Ici aussi, ce sont des verrous qui sont en train de sauter, ce qui laisse présager un peu plus que quelques nouveaux tours de vis : l’apparition, dans un contexte général où la figure de la guerre revient en force (dans toute guerre froide existe la potentialité d’une guerre chaude), de nouvelles images de l’ennemi.
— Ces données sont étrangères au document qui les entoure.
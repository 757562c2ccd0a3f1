//! Shared data model (§3). Plain record types + free-standing validation,
//! per Design Notes §9 -- no validator/timestamped/identifiable trait soup.

use serde::{Deserialize, Serialize};
use std::collections::HashMap;

/// One per URL per scan (§3 ProbeResult).
#[derive(Debug, Clone, Serialize, Deserialize)]
pub struct ProbeResult {
    pub input_url: String,
    pub final_url: String,
    pub method: String,
    /// RFC3339 timestamp of the probe.
    pub timestamp: String,
    pub duration_secs: f64,
    pub error: Option<String>,
    pub root_target_url: String,
    pub status_code: u16,
    pub content_length: u64,
    pub content_type: Option<String>,
    pub headers: HashMap<String, String>,
    pub body: Option<Vec<u8>>,
    pub title: Option<String>,
    pub web_server: Option<String>,
    pub ips: Vec<String>,
    pub cnames: Vec<String>,
    pub asn: Option<String>,
    pub asn_org: Option<String>,
    pub technologies: Vec<Technology>,
    pub tls: Option<TlsInfo>,
    /// Written by the URL-Set Differ. "new" | "old" | "existing".
    pub url_status: String,
    pub oldest_scan_timestamp: Option<String>,
}

impl ProbeResult {
    pub fn validate(&self) -> Result<(), String> {
        if self.content_length > i64::MAX as u64 {
            return Err("content_length overflow".to_string());
        }
        if self.error.is_some() && self.status_code != 0 {
            // allowed only when the probe library returned a partial response
            // (body/headers present alongside the error); otherwise a bug.
            if self.body.is_none() && self.headers.is_empty() {
                return Err("error set with non-zero status and no partial response".to_string());
            }
        }
        Ok(())
    }
}

#[derive(Debug, Clone, Serialize, Deserialize)]
pub struct Technology {
    pub name: String,
    pub version: Option<String>,
    pub category: Option<String>,
}

#[derive(Debug, Clone, Serialize, Deserialize)]
pub struct TlsInfo {
    pub version: Option<String>,
    pub cipher: Option<String>,
    pub issuer: Option<String>,
    pub expiry: Option<String>,
}

/// One per successful content fetch of a monitored URL (§3 FileHistoryRecord).
#[derive(Debug, Clone, Serialize, Deserialize)]
pub struct FileHistoryRecord {
    pub url: String,
    /// Epoch milliseconds.
    pub timestamp: i64,
    /// Hex digest of the normalized body.
    pub content_hash: String,
    pub content_type: Option<String>,
    pub content: Option<Vec<u8>>,
    pub etag: Option<String>,
    pub last_modified: Option<String>,
    pub content_diff: Option<serde_json::Value>,
    pub extracted_paths: Option<serde_json::Value>,
}

/// One wrapped ProbeResult per URL in the union of current+historical (§3 DiffedURL).
#[derive(Debug, Clone, Serialize, Deserialize)]
pub struct DiffedUrl {
    pub result: ProbeResult,
}

/// One per root target per scan cycle (§3 URLDiffResult).
#[derive(Debug, Clone, Serialize, Deserialize)]
pub struct UrlDiffResult {
    pub root_target_url: String,
    pub results: Vec<DiffedUrl>,
    pub new_count: usize,
    pub old_count: usize,
    pub existing_count: usize,
    pub error: Option<String>,
}

impl UrlDiffResult {
    /// Invariant (§3 ii): counts equal the exact multiplicities of status values.
    pub fn counts_are_consistent(&self) -> bool {
        let (mut n, mut o, mut e) = (0usize, 0usize, 0usize);
        for d in &self.results {
            match d.result.url_status.as_str() {
                "new" => n += 1,
                "old" => o += 1,
                "existing" => e += 1,
                _ => return false,
            }
        }
        n == self.new_count && o == self.old_count && e == self.existing_count
    }
}

#[derive(Debug, Clone, Copy, PartialEq, Eq, Serialize, Deserialize)]
pub enum DiffOpKind {
    Equal,
    Insert,
    Delete,
}

#[derive(Debug, Clone, Serialize, Deserialize)]
pub struct ContentDiffOp {
    pub kind: DiffOpKind,
    pub text: String,
}

/// Per monitored URL per change detection (§3 ContentDiffResult).
#[derive(Debug, Clone, Serialize, Deserialize)]
pub struct ContentDiffResult {
    pub timestamp: i64,
    pub content_type: Option<String>,
    pub operations: Vec<ContentDiffOp>,
    pub lines_added: usize,
    pub lines_deleted: usize,
    pub identical: bool,
    pub error: Option<String>,
    pub processing_duration_ms: u64,
    pub old_hash: String,
    pub new_hash: String,
    pub extracted_paths: Vec<String>,
}

#[derive(Debug, Clone, Copy, Serialize, Deserialize)]
pub struct BatchInfo {
    pub batch_number: usize,
    pub total_batches: usize,
    pub batch_size: usize,
    pub processed: usize,
}

#[derive(Debug, Clone, Default, Serialize, Deserialize)]
pub struct BatchStats {
    pub total_batches: usize,
    pub total_processed: usize,
    pub total_errors: usize,
}

#[derive(Debug, Clone, PartialEq, Eq, Serialize, Deserialize)]
pub enum ScanStatus {
    Started,
    Completed,
    Failed,
    CriticalError,
    PartialComplete,
    Interrupted,
    CompletedWithIssues,
    NoTargets,
    Unknown,
}

#[derive(Debug, Clone, PartialEq, Eq, Serialize, Deserialize)]
pub enum ScanMode {
    Onetime,
    Automated,
}

#[derive(Debug, Clone, Default, Serialize, Deserialize)]
pub struct ProbeStats {
    pub total_probed: usize,
    pub successful: usize,
    pub failed: usize,
}

#[derive(Debug, Clone, Default, Serialize, Deserialize)]
pub struct DiffStats {
    pub new_count: usize,
    pub existing_count: usize,
    pub old_count: usize,
}

#[derive(Debug, Clone, Serialize, Deserialize)]
pub struct ScanSummaryData {
    pub session_id: String,
    pub target_source: String,
    pub mode: ScanMode,
    pub targets: Vec<String>,
    pub total_targets: usize,
    pub probe_stats: ProbeStats,
    pub diff_stats: DiffStats,
    pub duration_secs: f64,
    pub report_paths: Vec<std::path::PathBuf>,
    pub status: ScanStatus,
    pub errors: Vec<String>,
    pub component: Option<String>,
    pub retries_attempted: u32,
    pub cycle_interval_minutes: Option<u64>,
}

impl ScanSummaryData {
    /// Derived invariant (§4.6): TotalProbed = SuccessfulProbes + FailedProbes.
    pub fn probe_totals_consistent(&self) -> bool {
        self.probe_stats.total_probed == self.probe_stats.successful + self.probe_stats.failed
    }
}

#[derive(Debug, Clone)]
pub struct FileChangeInfo {
    pub url: String,
    pub old_hash: String,
    pub new_hash: String,
    pub diff: ContentDiffResult,
}

#[derive(Debug, Clone)]
pub struct MonitorFetchErrorInfo {
    pub url: String,
    pub error: String,
}

#[derive(Debug, Clone, Default)]
pub struct MonitorCycleCompleteData {
    pub cycle_id: String,
    pub changes: Vec<FileChangeInfoSummary>,
    pub errors: Vec<MonitorFetchErrorInfo>,
    pub stats: BatchStats,
    pub duration_secs: f64,
}

/// Lightweight summary form of `FileChangeInfo` suitable for aggregation and
/// notification rendering (avoids carrying full diff op lists in the digest).
#[derive(Debug, Clone)]
pub struct FileChangeInfoSummary {
    pub url: String,
    pub old_hash: String,
    pub new_hash: String,
    pub lines_added: usize,
    pub lines_deleted: usize,
}

#[derive(Debug, Clone, Default)]
pub struct MonitorInterruptData {
    pub cycle_id: String,
    pub batches_completed: usize,
    pub batches_total: usize,
}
Le propre de cet ennemi est d’être un passe-muraille : il est intérieur en tant qu’il est extérieur et réciproquement – c’est en ce sens que la figure du djihadiste a une valeur pronostique, mais aussi bien, celle de l’Asiatique aux Etats-Unis ; ce sont des images qui circulent sans se soucier de la ligne de démarcation entre politique intérieure et extérieure et qui se prolongent en actions hyperviolentes, exterminatrices : l’Etat français considère non seulement les djihadistes français détenus dans des camps en Syrie, mais leurs femmes et leurs enfants aussi, comme des ennemis de l’humanité, exterminables sans autre forme de procès ; aux Etats-Unis, la guerre des mots et des sanctions conduite par les gouvernants et les médias contre la Chine trouve sa traduction réglée et prévisible, avec les agressions dont sont victimes les Asiatiques dans les lieux publics.
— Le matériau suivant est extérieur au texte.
//! C7: Scheduler.
//!
//! Owns the cancellation token and the onetime-vs-automated cycle loop
//! (§5). Installs the OS interrupt handler, runs the scan/monitor cycle
//! callback, sleeps the cycle interval in a cancellable wait, and
//! optionally prunes retained history after each automated cycle.

use crate::config::{HistoryConfig, SchedulerConfig};
use crate::core::error::MonsterError;
use crate::core::history::HistoryStore;
use std::future::Future;
use std::sync::Arc;
use std::time::Duration;
use tokio::sync::watch;

#[derive(Debug, Clone, Copy, PartialEq, Eq)]
pub enum RunMode {
    Onetime,
    Automated { cycle_interval: Duration },
}

/// Install a `watch` cancellation token tied to the process interrupt
/// signal. Shared by both onetime and automated runs so a single Ctrl-C
/// handler governs the whole process (§5: "single owner of cancellation").
pub fn install_cancel_handler() -> watch::Receiver<bool> {
    let (tx, rx) = watch::channel(false);
    tokio::spawn(async move {
        let _ = tokio::signal::ctrl_c().await;
        let _ = tx.send(true);
    });
    rx
}

/// Drive `cycle` to completion under `mode`. For `Onetime`, runs once and
/// returns. For `Automated`, loops until cancelled, sleeping
/// `cycle_interval` between runs in a way that itself aborts promptly on
/// cancellation, and pruning history per `history_config.prune_after_cycle`
/// after each completed cycle. Returns the last cycle's outcome so the
/// caller can distinguish a failed cycle from a clean shutdown.
pub async fn run<F, Fut>(
    mode: RunMode,
    scheduler_config: &SchedulerConfig,
    history_config: &HistoryConfig,
    history: Arc<HistoryStore>,
    mut cancel: watch::Receiver<bool>,
    mut cycle: F,
) -> Result<(), MonsterError>
where
    F: FnMut(watch::Receiver<bool>) -> Fut,
    Fut: Future<Output = Result<(), MonsterError>>,
{
    match mode {
        RunMode::Onetime => run_with_retry(scheduler_config, &mut cycle, cancel.clone()).await,
        RunMode::Automated { cycle_interval } => {
            let mut last = Ok(());
            loop {
                if *cancel.borrow() {
                    break;
                }

                last = run_with_retry(scheduler_config, &mut cycle, cancel.clone()).await;

                if history_config.prune_after_cycle {
                    prune_history(&history, history_config.retention_days);
                }

                if *cancel.borrow() {
                    break;
                }

                tokio::select! {
                    _ = cancel.changed() => break,
                    _ = tokio::time::sleep(cycle_interval) => {}
                }
            }
            last
        }
    }
}

/// Run `cycle` once, retrying failures whose `ErrorKind::is_retryable()` is
/// true (§7) up to `scheduler_config.max_retries` times with a fixed delay
/// between attempts; a permanent failure (validation, storage, ...) returns
/// immediately without consuming a retry. Aborts immediately on cancellation.
async fn run_with_retry<F, Fut>(
    scheduler_config: &SchedulerConfig,
    cycle: &mut F,
    mut cancel: watch::Receiver<bool>,
) -> Result<(), MonsterError>
where
    F: FnMut(watch::Receiver<bool>) -> Fut,
    Fut: Future<Output = Result<(), MonsterError>>,
{
    let mut attempt = 0u32;
    loop {
        if *cancel.borrow() {
            return Err(MonsterError::Cancelled);
        }
        match cycle(cancel.clone()).await {
            Ok(()) => return Ok(()),
            Err(e) => {
                if !e.kind().is_retryable() || attempt >= scheduler_config.max_retries {
                    return Err(e);
                }
                attempt += 1;
                tokio::select! {
                    _ = cancel.changed() => return Err(MonsterError::Cancelled),
                    _ = tokio::time::sleep(Duration::from_secs(scheduler_config.retry_delay_secs)) => {}
                }
            }
        }
    }
}

fn prune_history(history: &HistoryStore, retention_days: u32) {
    let cutoff = crate::core::time::epoch_millis() - retention_days as i64 * 86_400_000;
    for hostname in history.get_hostnames_with_history() {
        let _ = history.delete_old_records_for_host(&hostname, cutoff);
    }
}

#[cfg(test)]
mod tests {
    use super::*;
    use std::sync::atomic::{AtomicU32, Ordering};
    use tempfile::tempdir;

    #[tokio::test]
    async fn onetime_mode_runs_cycle_exactly_once() {
        let dir = tempdir().unwrap();
        let history = Arc::new(HistoryStore::open(dir.path()).unwrap());
        let calls = Arc::new(AtomicU32::new(0));
        let (_tx, rx) = watch::channel(false);

        let calls_clone = calls.clone();
        run(
            RunMode::Onetime,
            &SchedulerConfig::default(),
            &HistoryConfig::default(),
            history,
            rx,
            move |_cancel| {
                let calls = calls_clone.clone();
                async move {
                    calls.fetch_add(1, Ordering::SeqCst);
                    Ok(())
                }
            },
        )
        .await
        .unwrap();

        assert_eq!(calls.load(Ordering::SeqCst), 1);
    }

    #[tokio::test]
    async fn retries_transient_failure_up_to_max_retries() {
        let dir = tempdir().unwrap();
        let history = Arc::new(HistoryStore::open(dir.path()).unwrap());
        let calls = Arc::new(AtomicU32::new(0));
        let (_tx, rx) = watch::channel(false);
        let scheduler_config = SchedulerConfig {
            max_retries: 2,
            retry_delay_secs: 0,
        };

        let calls_clone = calls.clone();
        let result = run(
            RunMode::Onetime,
            &scheduler_config,
            &HistoryConfig::default(),
            history,
            rx,
            move |_cancel| {
                let calls = calls_clone.clone();
                async move {
                    calls.fetch_add(1, Ordering::SeqCst);
                    Err(MonsterError::TransientNetwork("boom".to_string()))
                }
            },
        )
        .await;

        assert_eq!(calls.load(Ordering::SeqCst), 3);
        assert!(result.is_err());
    }

    #[tokio::test]
    async fn permanent_failure_is_not_retried() {
        let dir = tempdir().unwrap();
        let history = Arc::new(HistoryStore::open(dir.path()).unwrap());
        let calls = Arc::new(AtomicU32::new(0));
        let (_tx, rx) = watch::channel(false);
        let scheduler_config = SchedulerConfig {
            max_retries: 2,
            retry_delay_secs: 0,
        };

        let calls_clone = calls.clone();
        let result = run(
            RunMode::Onetime,
            &scheduler_config,
            &HistoryConfig::default(),
            history,
            rx,
            move |_cancel| {
                let calls = calls_clone.clone();
                async move {
                    calls.fetch_add(1, Ordering::SeqCst);
                    Err(MonsterError::Validation("bad input".to_string()))
                }
            },
        )
        .await;

        assert_eq!(calls.load(Ordering::SeqCst), 1);
        assert!(result.is_err());
    }

    #[tokio::test]
    async fn cancellation_stops_automated_loop_before_next_cycle() {
        let dir = tempdir().unwrap();
        let history = Arc::new(HistoryStore::open(dir.path()).unwrap());
        let calls = Arc::new(AtomicU32::new(0));
        let (tx, rx) = watch::channel(false);

        let calls_clone = calls.clone();
        let tx_clone = tx.clone();
        run(
            RunMode::Automated {
                cycle_interval: Duration::from_secs(60),
            },
            &SchedulerConfig::default(),
            &HistoryConfig::default(),
            history,
            rx,
            move |_cancel| {
                let calls = calls_clone.clone();
                let tx = tx_clone.clone();
                async move {
                    calls.fetch_add(1, Ordering::SeqCst);
                    let _ = tx.send(true);
                    Ok(())
                }
            },
        )
        .await
        .unwrap();

        assert_eq!(calls.load(Ordering::SeqCst), 1);
    }
}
Lorsque les démocraties libérales se mettent à carburer à la politique de l’ennemi (ce qu’elles sont portées à faire de façon croissante dans notre présent) plus grand chose ne les distingue de ce qui est supposé en être l’inverse ou l’opposé. Les processus en cours aujourd’hui nous rapprochent dangereusement d’échéances décisives pour ne pas dire mortelles.
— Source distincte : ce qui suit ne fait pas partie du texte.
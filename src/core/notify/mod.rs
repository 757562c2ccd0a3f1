//! C8: Notification Helper.
//!
//! Public surface and wire-level delivery are split per the teacher's
//! trait/impl separation (`HealthCheckClient`/`IsahcHealthCheckClient`):
//! `Notifier` is the narrow, test-friendly surface the orchestrator and
//! monitor pool call; `WebhookNotifier` is the production implementation.
//! Every call here is fire-and-forget from the caller's perspective --
//! failures are logged, never returned (§4.8).

pub mod webhook;

use crate::config::NotifyConfig;
use crate::core::model::{MonitorCycleCompleteData, MonitorInterruptData, ScanSummaryData};
use crate::logging::Logger;
use async_trait::async_trait;
use isahc::HttpClient;
use std::path::{Path, PathBuf};
use std::sync::Arc;
use std::time::Duration;
use webhook::{AllowedMentions, Embed, EmbedField, WebhookError, WebhookPayload};

#[async_trait]
pub trait Notifier: Send + Sync {
    async fn notify_scan_start(&self, summary: &ScanSummaryData);
    async fn notify_scan_complete(&self, summary: &ScanSummaryData, report_paths: &[PathBuf]);
    async fn notify_scan_interrupt(&self, summary: &ScanSummaryData);
    async fn notify_critical(&self, component: &str, summary: &ScanSummaryData);
    async fn notify_monitor_start(&self, cycle_id: &str);
    async fn notify_monitor_cycle_complete(&self, data: &MonitorCycleCompleteData);
    async fn notify_monitor_interrupt(&self, data: &MonitorInterruptData);
    async fn notify_monitor_error(&self, cycle_id: &str, url: &str, error: &str);
    async fn notify_monitored_urls(&self, urls: &[String], cycle_id: &str);
}

/// Discards every notification. Used in tests and whenever both webhooks
/// are unset.
#[derive(Default)]
pub struct NoopNotifier;

#[async_trait]
impl Notifier for NoopNotifier {
    async fn notify_scan_start(&self, _summary: &ScanSummaryData) {}
    async fn notify_scan_complete(&self, _summary: &ScanSummaryData, _report_paths: &[PathBuf]) {}
    async fn notify_scan_interrupt(&self, _summary: &ScanSummaryData) {}
    async fn notify_critical(&self, _component: &str, _summary: &ScanSummaryData) {}
    async fn notify_monitor_start(&self, _cycle_id: &str) {}
    async fn notify_monitor_cycle_complete(&self, _data: &MonitorCycleCompleteData) {}
    async fn notify_monitor_interrupt(&self, _data: &MonitorInterruptData) {}
    async fn notify_monitor_error(&self, _cycle_id: &str, _url: &str, _error: &str) {}
    async fn notify_monitored_urls(&self, _urls: &[String], _cycle_id: &str) {}
}

enum Service {
    Scan,
    Monitor,
    Critical,
}

pub struct WebhookNotifier {
    config: NotifyConfig,
    client: HttpClient,
    logger: Arc<Logger>,
}

impl WebhookNotifier {
    pub fn new(config: NotifyConfig, logger: Arc<Logger>) -> Result<Self, WebhookError> {
        let client = HttpClient::builder()
            .build()
            .map_err(|e| WebhookError::Build(e.to_string()))?;
        Ok(Self { config, client, logger })
    }

    fn webhook_for(&self, service: Service) -> Option<&str> {
        match service {
            Service::Scan => self.config.scan_webhook.as_deref(),
            Service::Monitor => self
                .config
                .monitor_webhook
                .as_deref()
                .or(self.config.scan_webhook.as_deref()),
            // critical events fall back from scan to monitor when scan is unset (§4.8 ii)
            Service::Critical => self
                .config
                .scan_webhook
                .as_deref()
                .or(self.config.monitor_webhook.as_deref()),
        }
    }

    fn allowed_mentions(&self) -> AllowedMentions {
        AllowedMentions {
            parse: Vec::new(),
            roles: self.config.mention_role_ids.clone(),
        }
    }

    /// Send with the §4.8 retry policy: 2 attempts after the first, fixed
    /// 5s delay, `Retry-After` respected on 429, terminal on other 4xx.
    async fn send_with_retry<F, Fut>(&self, send: F)
    where
        F: Fn() -> Fut,
        Fut: std::future::Future<Output = Result<(), WebhookError>>,
    {
        let mut attempts = 0;
        loop {
            match send().await {
                Ok(()) => return,
                Err(e) if attempts >= 2 => {
                    self.logger.event("notify", "send_failed", serde_json::json!({"error": e.to_string()}));
                    return;
                }
                Err(WebhookError::RateLimited(retry_after)) => {
                    tokio::time::sleep(retry_after).await;
                }
                Err(WebhookError::Terminal(status)) => {
                    self.logger.event("notify", "send_terminal", serde_json::json!({"status": status}));
                    return;
                }
                Err(_) => {
                    tokio::time::sleep(Duration::from_secs(5)).await;
                }
            }
            attempts += 1;
        }
    }

    async fn send_message(&self, service: Service, content: String, embeds: Vec<Embed>) {
        let Some(url) = self.webhook_for(service).map(str::to_string) else {
            return;
        };
        let payload = WebhookPayload {
            username: "monsterinc".to_string(),
            avatar_url: None,
            content,
            embeds,
            allowed_mentions: self.allowed_mentions(),
        };
        self.send_with_retry(|| webhook::post_json(&self.client, &url, &payload)).await;
    }

    /// Send a message with report files attached: first embedded, the rest
    /// as minimal attachments paced 500ms apart, oversized files
    /// gzip-compressed once and annotated if still too large (§4.8 iii-iv).
    async fn send_with_attachments(
        &self,
        service: Service,
        content: String,
        embeds: Vec<Embed>,
        report_paths: &[PathBuf],
    ) {
        let Some(url) = self.webhook_for(service).map(str::to_string) else {
            return;
        };

        let mut sent_any = false;
        let mut to_delete = Vec::new();

        for (i, path) in report_paths.iter().enumerate() {
            if i > 0 {
                tokio::time::sleep(Duration::from_millis(500)).await;
            }
            let mut embeds = if i == 0 { embeds.clone() } else { Vec::new() };
            let Ok(mut bytes) = webhook::read_file(path) else {
                continue;
            };
            let mut filename = file_name(path);

            let mut annotation = None;
            if bytes.len() as u64 > webhook::ATTACHMENT_SAFE_LIMIT_BYTES {
                match webhook::compress_once(&bytes) {
                    Ok(compressed) if (compressed.len() as u64) <= webhook::ATTACHMENT_SAFE_LIMIT_BYTES => {
                        bytes = compressed;
                        filename = format!("{filename}.gz");
                    }
                    Ok(_) => {
                        annotation = Some(format!("Report `{filename}` exceeds the attachment limit; not attached."));
                        bytes.clear();
                    }
                    Err(_) => {
                        annotation = Some(format!("Report `{filename}` could not be compressed; not attached."));
                        bytes.clear();
                    }
                }
            }

            if let Some(note) = annotation {
                if i == 0 {
                    embeds.iter_mut().for_each(|e| e.description.push_str(&format!("\n{note}")));
                }
                self.send_message(
                    Service::Scan,
                    if i == 0 { content.clone() } else { note },
                    embeds,
                )
                .await;
                continue;
            }

            let payload = WebhookPayload {
                username: "monsterinc".to_string(),
                avatar_url: None,
                content: if i == 0 { content.clone() } else { String::new() },
                embeds,
                allowed_mentions: self.allowed_mentions(),
            };
            let files = vec![(filename, bytes)];
            let url = url.clone();
            self.send_with_retry(|| webhook::post_multipart(&self.client, &url, &payload, &files)).await;
            sent_any = true;
            to_delete.push(path.clone());
        }

        if sent_any && self.config.auto_delete_reports {
            for path in to_delete {
                let _ = std::fs::remove_file(path);
            }
        }
    }
}

fn file_name(path: &Path) -> String {
    path.file_name().and_then(|n| n.to_str()).unwrap_or("report").to_string()
}

fn status_color(status: &crate::core::model::ScanStatus) -> u32 {
    use crate::core::model::ScanStatus::*;
    match status {
        Completed => 0x2ecc71,
        Failed | CriticalError => 0xe74c3c,
        Interrupted | PartialComplete | CompletedWithIssues => 0xf39c12,
        NoTargets | Unknown | Started => 0x95a5a6,
    }
}

#[async_trait]
impl Notifier for WebhookNotifier {
    async fn notify_scan_start(&self, summary: &ScanSummaryData) {
        if !self.config.on_scan_start {
            return;
        }
        let embed = Embed {
            title: "Scan started".to_string(),
            description: format!("{} targets from {}", summary.total_targets, summary.target_source),
            color: status_color(&summary.status),
            timestamp: crate::core::time::local_timestamp_rfc3339(),
            ..Default::default()
        };
        self.send_message(Service::Scan, String::new(), vec![embed]).await;
    }

    async fn notify_scan_complete(&self, summary: &ScanSummaryData, report_paths: &[PathBuf]) {
        let ok = matches!(
            summary.status,
            crate::core::model::ScanStatus::Completed | crate::core::model::ScanStatus::CompletedWithIssues
        );
        if (ok && !self.config.on_success) || (!ok && !self.config.on_failure) {
            return;
        }
        let embed = Embed {
            title: format!("Scan {:?}", summary.status),
            description: format!(
                "probed {} / new {} / existing {} / old {}",
                summary.probe_stats.total_probed,
                summary.diff_stats.new_count,
                summary.diff_stats.existing_count,
                summary.diff_stats.old_count
            ),
            color: status_color(&summary.status),
            timestamp: crate::core::time::local_timestamp_rfc3339(),
            fields: vec![EmbedField {
                name: "duration_secs".to_string(),
                value: format!("{:.2}", summary.duration_secs),
                inline: true,
            }],
            ..Default::default()
        };
        if report_paths.is_empty() {
            self.send_message(Service::Scan, String::new(), vec![embed]).await;
        } else {
            self.send_with_attachments(Service::Scan, String::new(), vec![embed], report_paths).await;
        }
    }

    async fn notify_scan_interrupt(&self, summary: &ScanSummaryData) {
        let embed = Embed {
            title: "Scan interrupted".to_string(),
            description: format!("probed {} before cancellation", summary.probe_stats.total_probed),
            color: status_color(&summary.status),
            timestamp: crate::core::time::local_timestamp_rfc3339(),
            ..Default::default()
        };
        self.send_message(Service::Scan, String::new(), vec![embed]).await;
    }

    async fn notify_critical(&self, component: &str, summary: &ScanSummaryData) {
        if !self.config.on_critical {
            return;
        }
        let embed = Embed {
            title: format!("Critical error in {component}"),
            description: summary.errors.join("\n"),
            color: 0xe74c3c,
            timestamp: crate::core::time::local_timestamp_rfc3339(),
            ..Default::default()
        };
        self.send_message(Service::Critical, String::new(), vec![embed]).await;
    }

    async fn notify_monitor_start(&self, cycle_id: &str) {
        if !self.config.on_scan_start {
            return;
        }
        let embed = Embed {
            title: "Monitor cycle started".to_string(),
            description: cycle_id.to_string(),
            color: 0x95a5a6,
            timestamp: crate::core::time::local_timestamp_rfc3339(),
            ..Default::default()
        };
        self.send_message(Service::Monitor, String::new(), vec![embed]).await;
    }

    async fn notify_monitor_cycle_complete(&self, data: &MonitorCycleCompleteData) {
        let ok = data.errors.is_empty();
        if (ok && !self.config.on_success) || (!ok && !self.config.on_failure) {
            return;
        }
        let embed = Embed {
            title: "Monitor cycle complete".to_string(),
            description: format!("{} change(s), {} error(s)", data.changes.len(), data.errors.len()),
            color: if ok { 0x2ecc71 } else { 0xf39c12 },
            timestamp: crate::core::time::local_timestamp_rfc3339(),
            ..Default::default()
        };
        self.send_message(Service::Monitor, String::new(), vec![embed]).await;
    }

    async fn notify_monitor_interrupt(&self, data: &MonitorInterruptData) {
        let embed = Embed {
            title: "Monitor cycle interrupted".to_string(),
            description: format!("{}/{} batches completed", data.batches_completed, data.batches_total),
            color: 0xf39c12,
            timestamp: crate::core::time::local_timestamp_rfc3339(),
            ..Default::default()
        };
        self.send_message(Service::Monitor, String::new(), vec![embed]).await;
    }

    async fn notify_monitor_error(&self, cycle_id: &str, url: &str, error: &str) {
        if !self.config.on_failure {
            return;
        }
        let embed = Embed {
            title: "Monitor fetch error".to_string(),
            description: format!("{url}: {error}"),
            color: 0xe74c3c,
            timestamp: crate::core::time::local_timestamp_rfc3339(),
            footer: Some(cycle_id.to_string()),
            ..Default::default()
        };
        self.send_message(Service::Monitor, String::new(), vec![embed]).await;
    }

    async fn notify_monitored_urls(&self, urls: &[String], cycle_id: &str) {
        if !self.config.on_scan_start {
            return;
        }
        let embed = Embed {
            title: "Monitored URLs".to_string(),
            description: urls.join("\n"),
            color: 0x95a5a6,
            timestamp: crate::core::time::local_timestamp_rfc3339(),
            footer: Some(cycle_id.to_string()),
            ..Default::default()
        };
        self.send_message(Service::Monitor, String::new(), vec![embed]).await;
    }
}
[1Philippe Chevallier, Michel Foucault, le pouvoir et la bataille, Paris, Pleins feux, 2004.

[2Norbert Elias, Engagement et distanciation, traduit de l’allemand par Michèle Hulin, Fayard, 1993.

[3Une manifestation flagrante du fait que l’Etat policier n’est pas seulement dans la rue mais aussi dans les têtes est celle-ci : quand les gens, perdus dans la succession et la variation des règles sanitaires en vigueur à l’instant t, veulent savoir ce qu’ils ont le droit de faire ou non, ils ne vont pas aux renseignements dans les mairies ou les administrations mais auprès de la police et la gendarmerie - c’est qu’ils savent bien que, dans ce pays, ce qui tient lieu de légalité, d’Etat de droit, c’est désormais la police qui le tient entre ses mains.